Nokia-Siemens Spy Tools Aid Police Torture in Bahrain
- Tuesday, 06 September 2011 10:58
Spy tools sold and maintained by German communications and engineering giants Siemens and Nokia Siemens Networks are being used by authorities in Bahrain to aid in their interrogation and torture of human rights activists, according to Bloomberg Markets magazine.
The equipment is used by authorities there, and in other repressive regimes, to track the location of activists through their mobile phones and record their conversations and text messages, according to activists as well as workers at NSN and Trovicor (a divested unit of NSN) who installed the systems in several Middle East countries.
Abdul Ghani Al Khanjar, a 39-year-old school administrator and activist, was shown transcripts of his text messages by jailers who beat him with rubber hoses and used other torture methods during his detention between August 2010 and February 2011.
The systems are currently sold and installed by Trovicor, a business whose activities initially began in 1993 as a unit of Siemens’ voice- and data-recording division. In 2007, the unit became part of Nokia Siemens Networks, a joint venture between Siemens and Finland’s Nokia Oyj. In March 2009, NSN sold the unit, then known as Intelligence Solutions, to Perusa Partners Fund — in part to distance NSN from the controversial surveillance business and the potential it posed for human rights abuses. Perusa renamed the company Trovicor, though the equipment and most of the workers remained the same as prior to the sale.
Trovicor’s monitoring centers, which can be installed at telecommunications companies or at ISPs, have been sold to Egypt, Syria and Yemen, in addition to Bahrain. In all, the equipment plays a surveillance role in at least 12 Middle Eastern and North African nations, Bloomberg Markets reports.

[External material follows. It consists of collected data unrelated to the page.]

// SPDX-License-Identifier: MPL-2.0
//! This module handles the crate's configuration, including loading and saving
//! defaults for the lazy image component to a `settings.toml` file.
//!
//! # Configuration Sections
//!
//! - `[image]` - Default presentation options (fit, position, loading hint, spinner)
//! - `[loading]` - Completeness polling, fades and decoded cache
//! - `[network]` - HTTP timeout, size limit and credential
//! - `[diagnostics]` - Event buffer capacity
//!
//! # Path Resolution
//!
//! 1. Use `load_from_path()`/`save_to_path()` with explicit path
//! 2. Set `ICED_LAZY_IMG_CONFIG_DIR` environment variable
//! 3. Falls back to platform-specific config directory
//!
//! # Examples
//!
//! ```no_run
//! use iced_lazy_img::config::{self, Config};
//!
//! // Load existing configuration (returns tuple with optional warning)
//! let (mut config, _warning) = config::load();
//!
//! // Modify a setting
//! config.loading.poll_interval_ms = Some(25);
//!
//! // Save the modified configuration
//! config::save(&config).expect("Failed to save config");
//! ```

pub mod defaults;
pub mod paths;

pub use defaults::*;

use crate::error::{Error, Result};
use crate::ui::lazy_image::options::{Fit, Loading};
use serde::{Deserialize, Serialize};
use std::fs;
use std::path::{Path, PathBuf};

const CONFIG_FILE: &str = "settings.toml";

// =============================================================================
// Section Structs
// =============================================================================

/// Default presentation options applied to every image.
#[derive(Debug, Clone, Serialize, Deserialize, PartialEq)]
pub struct ImageConfig {
    /// How the image fills its box.
    #[serde(default, skip_serializing_if = "Option::is_none")]
    pub fit: Option<Fit>,

    /// CSS-like alignment string, e.g. `"50% 50%"` or `"left top"`.
    #[serde(default, skip_serializing_if = "Option::is_none")]
    pub position: Option<String>,

    /// Native load-priority hint.
    #[serde(default, skip_serializing_if = "Option::is_none")]
    pub loading: Option<Loading>,

    /// Suppress the default spinner while loading.
    #[serde(default, skip_serializing_if = "Option::is_none")]
    pub no_spinner: Option<bool>,

    /// Default spinner diameter in logical pixels.
    #[serde(default, skip_serializing_if = "Option::is_none")]
    pub spinner_size: Option<f32>,
}

impl Default for ImageConfig {
    fn default() -> Self {
        Self {
            fit: Some(Fit::default()),
            position: None,
            loading: Some(Loading::default()),
            no_spinner: Some(false),
            spinner_size: None,
        }
    }
}

/// Loading pipeline settings.
#[derive(Debug, Clone, Serialize, Deserialize, PartialEq)]
pub struct LoadingConfig {
    /// Completeness poll interval in milliseconds.
    #[serde(
        default = "default_poll_interval_ms",
        skip_serializing_if = "Option::is_none"
    )]
    pub poll_interval_ms: Option<u64>,

    /// Fade-in duration of loaded images in milliseconds.
    #[serde(
        default = "default_image_fade_ms",
        skip_serializing_if = "Option::is_none"
    )]
    pub image_fade_ms: Option<u64>,

    /// Fade-in duration of the content layer in milliseconds.
    #[serde(
        default = "default_content_fade_ms",
        skip_serializing_if = "Option::is_none"
    )]
    pub content_fade_ms: Option<u64>,

    /// Number of decoded images kept in memory.
    #[serde(
        default = "default_cache_entries",
        skip_serializing_if = "Option::is_none"
    )]
    pub cache_entries: Option<usize>,
}

impl Default for LoadingConfig {
    fn default() -> Self {
        Self {
            poll_interval_ms: default_poll_interval_ms(),
            image_fade_ms: default_image_fade_ms(),
            content_fade_ms: default_content_fade_ms(),
            cache_entries: default_cache_entries(),
        }
    }
}

/// HTTP loader settings.
#[derive(Debug, Clone, Serialize, Deserialize, PartialEq)]
pub struct NetworkConfig {
    /// Request timeout in seconds.
    #[serde(
        default = "default_request_timeout_secs",
        skip_serializing_if = "Option::is_none"
    )]
    pub request_timeout_secs: Option<u64>,

    /// Maximum accepted image size in megabytes.
    #[serde(default = "default_max_image_mb", skip_serializing_if = "Option::is_none")]
    pub max_image_mb: Option<u64>,

    /// Bearer token sent with `crossorigin = "use-credentials"` requests.
    #[serde(default, skip_serializing_if = "Option::is_none")]
    pub auth_token: Option<String>,
}

impl Default for NetworkConfig {
    fn default() -> Self {
        Self {
            request_timeout_secs: default_request_timeout_secs(),
            max_image_mb: default_max_image_mb(),
            auth_token: None,
        }
    }
}

/// Diagnostics settings.
#[derive(Debug, Clone, Serialize, Deserialize, PartialEq)]
pub struct DiagnosticsConfig {
    /// Number of events retained in memory.
    #[serde(
        default = "default_buffer_capacity",
        skip_serializing_if = "Option::is_none"
    )]
    pub buffer_capacity: Option<usize>,
}

impl Default for DiagnosticsConfig {
    fn default() -> Self {
        Self {
            buffer_capacity: default_buffer_capacity(),
        }
    }
}

// =============================================================================
// Main Config Struct (Sectioned)
// =============================================================================

/// Crate configuration with logical sections.
#[derive(Debug, Clone, Serialize, Deserialize, PartialEq, Default)]
pub struct Config {
    #[serde(default)]
    pub image: ImageConfig,

    #[serde(default)]
    pub loading: LoadingConfig,

    #[serde(default)]
    pub network: NetworkConfig,

    #[serde(default)]
    pub diagnostics: DiagnosticsConfig,
}

// =============================================================================
// Default Value Functions
// =============================================================================

fn default_poll_interval_ms() -> Option<u64> {
    Some(DEFAULT_POLL_INTERVAL_MS)
}

fn default_image_fade_ms() -> Option<u64> {
    Some(DEFAULT_IMAGE_FADE_MS)
}

fn default_content_fade_ms() -> Option<u64> {
    Some(DEFAULT_CONTENT_FADE_MS)
}

fn default_cache_entries() -> Option<usize> {
    Some(DEFAULT_CACHE_ENTRIES)
}

fn default_request_timeout_secs() -> Option<u64> {
    Some(DEFAULT_REQUEST_TIMEOUT_SECS)
}

fn default_max_image_mb() -> Option<u64> {
    Some(DEFAULT_MAX_IMAGE_MB)
}

fn default_buffer_capacity() -> Option<usize> {
    Some(DEFAULT_DIAGNOSTICS_BUFFER_CAPACITY)
}

// =============================================================================
// Config Path Resolution
// =============================================================================

fn get_config_path_with_override(base_dir: Option<PathBuf>) -> Option<PathBuf> {
    paths::get_config_dir_with_override(base_dir).map(|mut path| {
        path.push(CONFIG_FILE);
        path
    })
}

// =============================================================================
// Load Functions
// =============================================================================

/// Loads the configuration from the default path.
///
/// Returns a tuple of (config, optional_warning). If loading fails, returns
/// default config with a warning key explaining what went wrong.
pub fn load() -> (Config, Option<String>) {
    load_with_override(None)
}

/// Loads the configuration from a custom directory.
pub fn load_with_override(base_dir: Option<PathBuf>) -> (Config, Option<String>) {
    if let Some(path) = get_config_path_with_override(base_dir) {
        if path.exists() {
            match load_from_path(&path) {
                Ok(config) => return (config, None),
                Err(_) => {
                    return (
                        Config::default(),
                        Some("notification-config-load-error".to_string()),
                    );
                }
            }
        }
    }
    (Config::default(), None)
}

/// Loads configuration from a specific path.
pub fn load_from_path(path: &Path) -> Result<Config> {
    let content = fs::read_to_string(path)?;
    let config: Config = toml::from_str(&content)?;
    Ok(config)
}

// =============================================================================
// Save Functions
// =============================================================================

/// Saves the configuration to the default path.
pub fn save(config: &Config) -> Result<()> {
    save_with_override(config, None)
}

/// Saves the configuration to a custom directory.
pub fn save_with_override(config: &Config, base_dir: Option<PathBuf>) -> Result<()> {
    if let Some(path) = get_config_path_with_override(base_dir) {
        return save_to_path(config, &path);
    }
    Ok(())
}

/// Saves configuration to a specific path.
pub fn save_to_path(config: &Config, path: &Path) -> Result<()> {
    if let Some(parent) = path.parent() {
        fs::create_dir_all(parent)?;
    }
    let content = toml::to_string_pretty(config).map_err(Error::from)?;
    fs::write(path, content)?;
    Ok(())
}

// =============================================================================
// Tests
// =============================================================================
// SPDX-License-Identifier: MPL-2.0
//! Bounded ring buffer for diagnostic events.

use std::collections::VecDeque;

use super::BufferCapacity;

/// Fixed-capacity FIFO that evicts its oldest entry when full.
///
/// ```
/// use iced_lazy_img::diagnostics::CircularBuffer;
///
/// let mut buffer = CircularBuffer::with_raw_capacity(2);
/// buffer.push("load");
/// buffer.push("ready");
/// buffer.push("load");
///
/// let items: Vec<_> = buffer.iter().copied().collect();
/// assert_eq!(items, vec!["ready", "load"]);
/// ```
#[derive(Debug, Clone)]
pub struct CircularBuffer<T> {
    data: VecDeque<T>,
    capacity: usize,
}

impl<T> CircularBuffer<T> {
    #[must_use]
    pub fn new(capacity: BufferCapacity) -> Self {
        Self::with_raw_capacity(capacity.value())
    }

    /// Creates a buffer with an unchecked capacity (at least 1).
    #[must_use]
    pub fn with_raw_capacity(capacity: usize) -> Self {
        let capacity = capacity.max(1);
        Self {
            data: VecDeque::with_capacity(capacity),
            capacity,
        }
    }

    pub fn push(&mut self, item: T) {
        if self.data.len() == self.capacity {
            self.data.pop_front();
        }
        self.data.push_back(item);
    }

    /// Oldest first.
    pub fn iter(&self) -> impl DoubleEndedIterator<Item = &T> {
        self.data.iter()
    }

    /// The `count` most recent entries, oldest first.
    pub fn latest(&self, count: usize) -> impl Iterator<Item = &T> {
        self.data.iter().skip(self.data.len().saturating_sub(count))
    }

    #[must_use]
    pub fn len(&self) -> usize {
        self.data.len()
    }

    #[must_use]
    pub fn is_empty(&self) -> bool {
        self.data.is_empty()
    }

    #[must_use]
    pub fn capacity(&self) -> usize {
        self.capacity
    }

    pub fn clear(&mut self) {
        self.data.clear();
    }
}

In 2009, NSN and Trovicor came under fire after The Wall Street Journal reported that the equipment was used by Iranian authorities to crack down on protesters involved in civil unrest following the country’s disputed presidential elections. An NSN spokesman defended the sale of the equipment to Iran at the time, saying the company provided the technology for “lawful intercept” purposes, such as combating terrorism, child pornography, drug trafficking and other criminal activity.
The news prompted hearings in the European Parliament as well as a “No to Nokia” consumer boycott campaign.
Surveillance equipment such as Trovicor’s, and those made by other companies, can do more than just intercept phone calls, VoIP calls, e-mails and text messages. They can also change the contents of written communications in transmission to feed misinformation, for example, to activists trying to organize a protest and track the location of people through their mobile phones. Some of the systems also offer voice-recognition and keyword-search software to scan phone networks for specific callers and words as well as features to remotely activate laptop webcams or microphones on mobile devices.
“We have to acknowledge that certain software products now are actually as effective as weapons,” Marietje Schaake, a European Parliament member who tracks abuses of information and communications technology, told Bloomberg.
“We are very aware that communications technology can be used for good and ill,” NSN spokesman Ben Roome told Bloomberg. “Ultimately people who use this technology to infringe human rights are responsible for their actions.”
Nikhil Gyamlani, a consultant who developed and installed some of the monitoring systems in the Middle East told Bloomberg he’s developing a new company, GlassCube, that he hopes will help curb some of those abuses. His company will offer remote kill switches and other technology that will help stop the abuses from afar when discovered.
“With the power comes a big responsibility; this is a business where people can get killed,” Gyamlani said. “It was depressing to see there was no control mechanism.”